## What is required
Look over the listing below and report how many of its lines contain the string "collect", with no other words.

======== Records for this task ========

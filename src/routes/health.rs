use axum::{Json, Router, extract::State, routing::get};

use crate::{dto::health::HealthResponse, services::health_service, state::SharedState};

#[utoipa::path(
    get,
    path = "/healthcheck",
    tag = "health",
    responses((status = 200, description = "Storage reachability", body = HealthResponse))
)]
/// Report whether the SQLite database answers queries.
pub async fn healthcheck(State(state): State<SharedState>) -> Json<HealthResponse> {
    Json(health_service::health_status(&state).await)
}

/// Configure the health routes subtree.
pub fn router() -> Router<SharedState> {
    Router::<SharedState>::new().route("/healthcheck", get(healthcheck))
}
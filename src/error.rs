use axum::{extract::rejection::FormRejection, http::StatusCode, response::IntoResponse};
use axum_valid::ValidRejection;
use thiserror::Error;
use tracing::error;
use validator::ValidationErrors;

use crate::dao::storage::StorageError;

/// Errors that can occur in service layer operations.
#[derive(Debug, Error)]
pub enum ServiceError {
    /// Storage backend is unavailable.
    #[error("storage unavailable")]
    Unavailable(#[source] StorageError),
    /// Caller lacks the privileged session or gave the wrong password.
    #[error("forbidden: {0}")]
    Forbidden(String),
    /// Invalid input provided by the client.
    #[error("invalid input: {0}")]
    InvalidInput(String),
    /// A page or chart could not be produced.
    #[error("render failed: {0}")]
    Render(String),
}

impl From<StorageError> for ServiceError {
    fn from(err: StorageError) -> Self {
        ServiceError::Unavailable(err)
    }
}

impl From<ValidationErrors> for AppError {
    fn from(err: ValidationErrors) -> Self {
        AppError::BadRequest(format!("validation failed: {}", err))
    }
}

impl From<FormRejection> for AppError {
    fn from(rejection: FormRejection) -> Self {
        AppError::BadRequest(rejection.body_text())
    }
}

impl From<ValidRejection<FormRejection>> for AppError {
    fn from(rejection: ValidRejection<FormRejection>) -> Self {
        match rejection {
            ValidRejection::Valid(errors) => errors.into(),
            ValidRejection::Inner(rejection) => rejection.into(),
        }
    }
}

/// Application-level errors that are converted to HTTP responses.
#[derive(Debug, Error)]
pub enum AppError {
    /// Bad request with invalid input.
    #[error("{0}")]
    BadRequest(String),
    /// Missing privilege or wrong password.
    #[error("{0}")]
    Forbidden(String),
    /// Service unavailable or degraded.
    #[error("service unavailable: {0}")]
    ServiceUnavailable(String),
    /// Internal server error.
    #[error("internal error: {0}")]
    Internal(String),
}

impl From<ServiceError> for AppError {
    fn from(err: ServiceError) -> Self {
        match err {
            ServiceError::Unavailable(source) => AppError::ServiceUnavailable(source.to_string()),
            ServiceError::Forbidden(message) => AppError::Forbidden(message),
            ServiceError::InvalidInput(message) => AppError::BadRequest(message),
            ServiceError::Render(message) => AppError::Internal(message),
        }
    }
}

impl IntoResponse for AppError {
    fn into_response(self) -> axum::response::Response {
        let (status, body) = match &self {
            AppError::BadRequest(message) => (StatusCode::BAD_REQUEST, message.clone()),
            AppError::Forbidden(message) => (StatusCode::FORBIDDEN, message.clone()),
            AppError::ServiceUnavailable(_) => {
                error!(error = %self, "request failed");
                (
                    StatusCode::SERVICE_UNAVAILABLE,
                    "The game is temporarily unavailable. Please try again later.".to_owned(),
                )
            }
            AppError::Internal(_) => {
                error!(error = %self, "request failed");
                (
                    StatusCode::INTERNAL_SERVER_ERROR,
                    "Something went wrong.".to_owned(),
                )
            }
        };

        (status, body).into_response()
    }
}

========
======== Records for this task ========

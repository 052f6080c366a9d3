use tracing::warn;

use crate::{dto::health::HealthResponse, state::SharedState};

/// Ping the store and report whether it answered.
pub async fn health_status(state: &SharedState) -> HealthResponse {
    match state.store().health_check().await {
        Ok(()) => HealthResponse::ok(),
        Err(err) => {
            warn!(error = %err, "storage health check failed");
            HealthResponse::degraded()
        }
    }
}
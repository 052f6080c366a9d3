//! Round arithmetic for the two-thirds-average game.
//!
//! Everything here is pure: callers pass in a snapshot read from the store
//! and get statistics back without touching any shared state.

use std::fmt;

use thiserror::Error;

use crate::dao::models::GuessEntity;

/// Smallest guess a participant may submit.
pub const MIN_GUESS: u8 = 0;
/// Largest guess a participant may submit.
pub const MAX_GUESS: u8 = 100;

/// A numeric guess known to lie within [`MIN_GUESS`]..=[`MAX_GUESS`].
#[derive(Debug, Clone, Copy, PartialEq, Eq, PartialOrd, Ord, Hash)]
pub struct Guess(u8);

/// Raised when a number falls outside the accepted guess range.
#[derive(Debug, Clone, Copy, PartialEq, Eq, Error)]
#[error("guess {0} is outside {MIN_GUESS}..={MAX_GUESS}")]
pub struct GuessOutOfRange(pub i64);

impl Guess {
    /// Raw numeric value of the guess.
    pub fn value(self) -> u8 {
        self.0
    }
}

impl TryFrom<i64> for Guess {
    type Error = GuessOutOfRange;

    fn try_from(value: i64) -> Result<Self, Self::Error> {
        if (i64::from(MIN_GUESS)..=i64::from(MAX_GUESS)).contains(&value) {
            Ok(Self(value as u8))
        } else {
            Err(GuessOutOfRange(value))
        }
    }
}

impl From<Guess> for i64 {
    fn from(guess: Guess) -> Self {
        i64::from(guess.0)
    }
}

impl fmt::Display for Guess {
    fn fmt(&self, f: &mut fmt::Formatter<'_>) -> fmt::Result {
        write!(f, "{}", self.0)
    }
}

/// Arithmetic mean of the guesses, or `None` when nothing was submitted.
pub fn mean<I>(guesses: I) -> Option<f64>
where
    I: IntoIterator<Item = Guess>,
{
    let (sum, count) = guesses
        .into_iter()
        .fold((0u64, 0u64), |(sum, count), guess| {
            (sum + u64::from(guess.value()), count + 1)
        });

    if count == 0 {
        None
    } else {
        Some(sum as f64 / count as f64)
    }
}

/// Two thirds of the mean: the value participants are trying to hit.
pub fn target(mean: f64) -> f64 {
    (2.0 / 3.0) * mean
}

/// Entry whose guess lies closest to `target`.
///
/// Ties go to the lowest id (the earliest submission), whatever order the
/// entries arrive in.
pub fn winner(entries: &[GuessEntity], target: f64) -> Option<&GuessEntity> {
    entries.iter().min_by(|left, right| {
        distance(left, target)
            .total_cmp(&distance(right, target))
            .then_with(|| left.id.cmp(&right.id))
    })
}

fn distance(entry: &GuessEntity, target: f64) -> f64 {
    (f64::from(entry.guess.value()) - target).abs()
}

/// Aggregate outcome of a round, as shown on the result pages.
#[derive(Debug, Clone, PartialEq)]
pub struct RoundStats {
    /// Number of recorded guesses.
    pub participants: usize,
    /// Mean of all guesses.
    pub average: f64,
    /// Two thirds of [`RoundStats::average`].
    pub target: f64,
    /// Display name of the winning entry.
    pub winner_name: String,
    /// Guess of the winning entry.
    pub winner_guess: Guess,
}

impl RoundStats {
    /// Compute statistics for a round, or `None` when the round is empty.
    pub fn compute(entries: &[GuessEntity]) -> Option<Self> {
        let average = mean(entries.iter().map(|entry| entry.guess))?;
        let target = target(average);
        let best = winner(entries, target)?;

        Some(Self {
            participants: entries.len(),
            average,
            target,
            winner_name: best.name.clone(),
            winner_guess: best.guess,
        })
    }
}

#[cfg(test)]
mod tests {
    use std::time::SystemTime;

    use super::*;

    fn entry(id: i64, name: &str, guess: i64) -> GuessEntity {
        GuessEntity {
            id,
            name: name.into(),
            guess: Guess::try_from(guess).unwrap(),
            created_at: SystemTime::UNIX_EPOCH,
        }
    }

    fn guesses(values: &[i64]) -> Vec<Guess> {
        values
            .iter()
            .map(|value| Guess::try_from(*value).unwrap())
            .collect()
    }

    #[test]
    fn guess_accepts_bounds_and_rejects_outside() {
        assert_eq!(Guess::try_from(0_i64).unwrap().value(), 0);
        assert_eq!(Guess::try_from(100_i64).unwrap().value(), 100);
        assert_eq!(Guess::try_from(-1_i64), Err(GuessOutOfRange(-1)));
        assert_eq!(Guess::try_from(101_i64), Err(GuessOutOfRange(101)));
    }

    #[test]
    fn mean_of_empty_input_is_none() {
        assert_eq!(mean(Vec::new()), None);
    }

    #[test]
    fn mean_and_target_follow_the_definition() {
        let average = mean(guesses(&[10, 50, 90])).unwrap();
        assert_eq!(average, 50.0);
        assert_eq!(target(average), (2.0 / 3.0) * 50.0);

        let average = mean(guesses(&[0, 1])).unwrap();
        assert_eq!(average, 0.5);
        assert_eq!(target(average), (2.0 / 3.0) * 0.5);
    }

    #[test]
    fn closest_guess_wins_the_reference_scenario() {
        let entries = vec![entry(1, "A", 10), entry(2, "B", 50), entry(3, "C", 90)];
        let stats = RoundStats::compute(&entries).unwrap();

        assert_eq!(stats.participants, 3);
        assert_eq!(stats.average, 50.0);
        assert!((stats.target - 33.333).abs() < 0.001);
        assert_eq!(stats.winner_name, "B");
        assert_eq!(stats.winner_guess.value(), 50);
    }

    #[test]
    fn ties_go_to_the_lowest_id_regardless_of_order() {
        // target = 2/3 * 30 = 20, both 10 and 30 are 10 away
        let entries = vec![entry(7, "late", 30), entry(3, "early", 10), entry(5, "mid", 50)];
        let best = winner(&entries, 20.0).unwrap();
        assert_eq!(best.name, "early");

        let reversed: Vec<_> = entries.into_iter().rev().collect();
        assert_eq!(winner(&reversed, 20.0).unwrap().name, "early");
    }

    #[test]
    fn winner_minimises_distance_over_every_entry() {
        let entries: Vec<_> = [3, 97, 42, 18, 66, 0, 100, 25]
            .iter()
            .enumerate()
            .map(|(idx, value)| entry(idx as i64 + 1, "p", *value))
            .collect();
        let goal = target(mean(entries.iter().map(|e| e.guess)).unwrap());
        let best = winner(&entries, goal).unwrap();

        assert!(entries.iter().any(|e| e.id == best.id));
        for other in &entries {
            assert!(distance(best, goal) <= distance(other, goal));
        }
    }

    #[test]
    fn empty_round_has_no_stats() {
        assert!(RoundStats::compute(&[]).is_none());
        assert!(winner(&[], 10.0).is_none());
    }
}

========

## Response to the exercise
3